Her asthma has been well controlled over Christmas, but the test will be going back to school and starting PE lessons again. She will be seeing the CF Specialist at Norwich on the 14th January, so we’ll have more info then.

Thank you to Kate W, Despina, Helen T, Post Pals team, Julie, Sue and Alan Barrett, Becki, Laura H, Wend, Jenn, Jon Paul, and Martin, Jackie & Jamie for the Christmas cards they sent. Seren loved opening them! Thank you to the Post Pals team who sent the letters from the Reindeers, Seren LOVED having them read to her, and looked forward to getting them. Thank you to Emma Hoole for the letter and reindeer food. Huge thank you’s to Kate W, Helen T, Wend and an anonymous elf for being Seren’s elves. Also thank you’s to Julie Barrett, Louise Woodcock, Chloe G, and Emma Hoole for the Christmas presents they sent, Seren loved them all. She was poorly on Christmas Day and opening her presents was the only thing that could make her smile.

Update 8th December 2007

Seren had CF Clinic yesterday and her consultant changed her inhaler from 4 puffs of Becotide 50 twice a day, to 2 puffs of Seretide 50 twice a day, as he said having to take 4 puffs twice a day long term would get on her nerves and so his choices were to give her the 100 strength of Becotide or switch her to the stronger Seretide. He chose the Seretide, as apparently Becotide is being phased out in the near future.

When he examined her stomach, he found that her bowel is very full of faeces, which is the first time anyone has ever said that after examining her. If left, it could cause a blockage in her bowel (called Meconium Ileus Equivalent I think) so he has prescribed her 10 mls of Lactulose once a day for a while to clear her out. CFers can have problems with their bowels at times, due to the lack of lubrication in the bowel, making it easy for the bowel to block, but hopefully the Lactulose will draw more fluid into the bowel and clear her out.

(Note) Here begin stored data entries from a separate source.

//! Driving port for account reads.

use async_trait::async_trait;

use crate::domain::{Actor, Error, User, UserId};

use super::UserFilter;

#[cfg_attr(test, mockall::automock)]
#[async_trait]
pub trait AccountQuery: Send + Sync {
    /// Resolve a session user into an acting identity.
    ///
    /// Unknown and inactive accounts are `unauthorized`, so a session that
    /// outlives its account cannot act.
    async fn actor(&self, user_id: &UserId) -> Result<Actor, Error>;

    /// The caller's own account.
    async fn profile(&self, user_id: &UserId) -> Result<User, Error>;

    /// Accounts matching `filter`. Admins and team leaders only.
    async fn list_users(&self, actor: &Actor, filter: &UserFilter) -> Result<Vec<User>, Error>;

    /// One account by id. Admins and team leaders only.
    async fn get_user(&self, actor: &Actor, user_id: &UserId) -> Result<User, Error>;
}
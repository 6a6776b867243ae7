//! Driving port for rescue request reads.

use async_trait::async_trait;

use crate::domain::{Error, RescueRequestId};

use super::{RescueRequestFilter, RescueRequestView};

#[cfg_attr(test, mockall::automock)]
#[async_trait]
pub trait RescueRequestQuery: Send + Sync {
    /// Matching requests, newest first, with people resolved.
    async fn list(&self, filter: &RescueRequestFilter) -> Result<Vec<RescueRequestView>, Error>;

    /// One request, or `not_found`.
    async fn get(&self, id: &RescueRequestId) -> Result<RescueRequestView, Error>;
}
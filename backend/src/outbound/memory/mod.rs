//! In-process adapters for the repository ports.
//!
//! Used when the server starts without a database URL and by the HTTP
//! integration tests. State lives behind `std::sync::Mutex` and is lost on
//! shutdown. Every operation holds the lock for its whole read-modify-write,
//! so counter adjustments are as atomic here as in PostgreSQL.

mod notifications;
mod rescue_requests;
mod users;

pub use notifications::InMemoryNotificationRepository;
pub use rescue_requests::InMemoryRescueRequestRepository;
pub use users::InMemoryUserRepository;

/// Message used when a previous holder of the lock panicked.
const POISONED: &str = "in-memory store lock poisoned";
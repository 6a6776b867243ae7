//! Notification storage and retrieval services.

use std::collections::HashMap;
use std::sync::Arc;

use async_trait::async_trait;
use mockable::Clock;
use tracing::debug;

use super::rescue_request_service::map_request_error;
use crate::domain::ports::{
    NotificationCommand, NotificationQuery, NotificationRepository, NotificationRepositoryError,
    NotificationView, RescueRequestDigest, RescueRequestRepository,
};
use crate::domain::{
    Actor, Audience, Error, NewNotification, Notification, NotificationId, RescueRequestId,
};

#[derive(Clone)]
pub struct NotificationService<N, R> {
    notifications: Arc<N>,
    requests: Arc<R>,
    clock: Arc<dyn Clock>,
}

impl<N, R> NotificationService<N, R> {
    pub fn new(notifications: Arc<N>, requests: Arc<R>, clock: Arc<dyn Clock>) -> Self {
        Self {
            notifications,
            requests,
            clock,
        }
    }
}

fn map_notification_error(error: NotificationRepositoryError) -> Error {
    match error {
        NotificationRepositoryError::Connection { message } => {
            Error::service_unavailable(format!("notification repository unavailable: {message}"))
        }
        NotificationRepositoryError::Query { message } => {
            Error::internal(format!("notification repository error: {message}"))
        }
    }
}

fn audience(actor: &Actor) -> Audience {
    Audience {
        user_id: actor.id.clone(),
        role: actor.role,
    }
}

#[async_trait]
impl<N, R> NotificationCommand for NotificationService<N, R>
where
    N: NotificationRepository,
    R: RescueRequestRepository,
{
    async fn send(&self, notification: NewNotification) -> Result<Notification, Error> {
        let notification = Notification::new(notification, self.clock.utc())
            .map_err(|err| Error::invalid_request(err.to_string()))?;
        self.notifications
            .insert(&notification)
            .await
            .map_err(map_notification_error)?;
        debug!(notification_id = %notification.id(), kind = %notification.kind(), "notification stored");
        Ok(notification)
    }

    async fn mark_read(
        &self,
        actor: &Actor,
        ids: Option<Vec<NotificationId>>,
    ) -> Result<u64, Error> {
        let ids = ids.filter(|ids| !ids.is_empty());
        self.notifications
            .mark_read(&audience(actor), ids)
            .await
            .map_err(map_notification_error)
    }
}

#[async_trait]
impl<N, R> NotificationQuery for NotificationService<N, R>
where
    N: NotificationRepository,
    R: RescueRequestRepository,
{
    async fn list(&self, actor: &Actor, unread_only: bool) -> Result<Vec<NotificationView>, Error> {
        let notifications = self
            .notifications
            .list_for(&audience(actor), unread_only)
            .await
            .map_err(map_notification_error)?;

        let mut digests: HashMap<RescueRequestId, Option<RescueRequestDigest>> = HashMap::new();
        for id in notifications
            .iter()
            .filter_map(Notification::rescue_request_id)
        {
            if digests.contains_key(&id) {
                continue;
            }
            let digest = self
                .requests
                .find_by_id(&id)
                .await
                .map_err(map_request_error)?
                .map(|request| RescueRequestDigest {
                    description: request.description().to_owned(),
                    location: request.location().to_owned(),
                    status: request.status(),
                });
            digests.insert(id, digest);
        }

        Ok(notifications
            .into_iter()
            .map(|notification| NotificationView {
                rescue_request: notification
                    .rescue_request_id()
                    .and_then(|id| digests.get(&id).cloned().flatten()),
                notification,
            })
            .collect())
    }

    async fn unread_count(&self, actor: &Actor) -> Result<u64, Error> {
        self.notifications
            .count_unread(&audience(actor))
            .await
            .map_err(map_notification_error)
    }
}

#[cfg(test)]
mod tests {
    use rstest::rstest;

    use super::*;
    use crate::domain::ports::{MockNotificationRepository, MockRescueRequestRepository};
    use crate::domain::service_test_support::{
        actor_for, fixture_clock, fixture_timestamp, pending_request, user_with_role,
    };
    use crate::domain::{ErrorCode, NotificationTarget, RESCUE_ASSIGNED, Role};

    fn linked(request: Option<RescueRequestId>) -> Notification {
        Notification::new(
            NewNotification {
                kind: RESCUE_ASSIGNED.to_owned(),
                target: NotificationTarget::role(Role::Volunteer),
                content: "New assignment".to_owned(),
                rescue_request_id: request,
            },
            fixture_timestamp(),
        )
        .expect("valid notification")
    }

    #[rstest]
    #[tokio::test]
    async fn send_rejects_missing_content() {
        let mut notifications = MockNotificationRepository::new();
        notifications.expect_insert().never();
        let service = NotificationService::new(
            Arc::new(notifications),
            Arc::new(MockRescueRequestRepository::new()),
            fixture_clock(),
        );

        let err = service
            .send(NewNotification {
                kind: "NOTE".to_owned(),
                target: NotificationTarget::role(Role::Admin),
                content: String::new(),
                rescue_request_id: None,
            })
            .await
            .expect_err("content is required");

        assert_eq!(err.code(), ErrorCode::InvalidRequest);
    }

    #[rstest]
    #[tokio::test]
    async fn list_attaches_digest_for_live_requests_only() {
        let volunteer = user_with_role(Role::Volunteer);
        let request = pending_request(volunteer.id());
        let live_id = request.id();
        let gone_id = RescueRequestId::random();
        let stored = vec![linked(Some(live_id)), linked(Some(gone_id)), linked(None)];

        let mut notifications = MockNotificationRepository::new();
        notifications
            .expect_list_for()
            .returning(move |_, _| Ok(stored.clone()));
        let mut requests = MockRescueRequestRepository::new();
        requests.expect_find_by_id().returning(move |id| {
            Ok((*id == live_id).then(|| request.clone()))
        });
        let service =
            NotificationService::new(Arc::new(notifications), Arc::new(requests), fixture_clock());

        let views = service
            .list(&actor_for(&volunteer), false)
            .await
            .expect("listing succeeds");

        assert_eq!(views.len(), 3);
        assert_eq!(
            views[0].rescue_request.as_ref().map(|d| d.location.as_str()),
            Some("Harbour Road")
        );
        assert!(views[1].rescue_request.is_none());
        assert!(views[2].rescue_request.is_none());
    }

    #[rstest]
    #[tokio::test]
    async fn empty_id_list_marks_everything() {
        let reader = user_with_role(Role::TeamLeader);
        let mut notifications = MockNotificationRepository::new();
        notifications
            .expect_mark_read()
            .withf(|audience, ids| audience.role == Role::TeamLeader && ids.is_none())
            .returning(|_, _| Ok(3));
        let service = NotificationService::new(
            Arc::new(notifications),
            Arc::new(MockRescueRequestRepository::new()),
            fixture_clock(),
        );

        let changed = service
            .mark_read(&actor_for(&reader), Some(Vec::new()))
            .await
            .expect("mark read succeeds");

        assert_eq!(changed, 3);
    }
}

The dieticians are also concerned about her nutrition, as she’s never been the world’s best eater, and lately her diet has really gone downhill. She hasn’t had any form of dairy produce in six months now and that really worries me, as people with CF are very prone to osteoporosis, and start having bone density scans at aged 10-12, so calcium is very important to them.

She is also low on iron, so we have been told to give her a substance called ‘Spatone’ to boost her iron intake and we have to complete a food diary to show exactly how little calcium she is having, so that they can prescribe her an adequate supplement of calcium.

She also hasn’t grown or put on any weight, in fact, she’s lost a bit of weight, so we need to try and feed her up over the Christmas period. Her asthma hasn’t been quite as bad lately as it had been, but exercise is still a problem trigger for her. She had sports club after school on Thursday and she needed quite a lot of Ventolin after it. It’s still better than it was though.

Last week, the Fantasy Charity Fund and the Family Fund paid for all of us to go to Disneyland Paris for 3 days, and it was an amazing experience! She has been exhausted since we got back though, as there was an awful lot of traveling and walking involved in the trip, and she’s still recovering!

Thank you SO much to the fabulous Elf Kate W, and to Helen Turner, both of whom sent Seren some very exciting-looking packages! They are currently waiting under the tree for her and she can’t wait to open them on Christmas Day!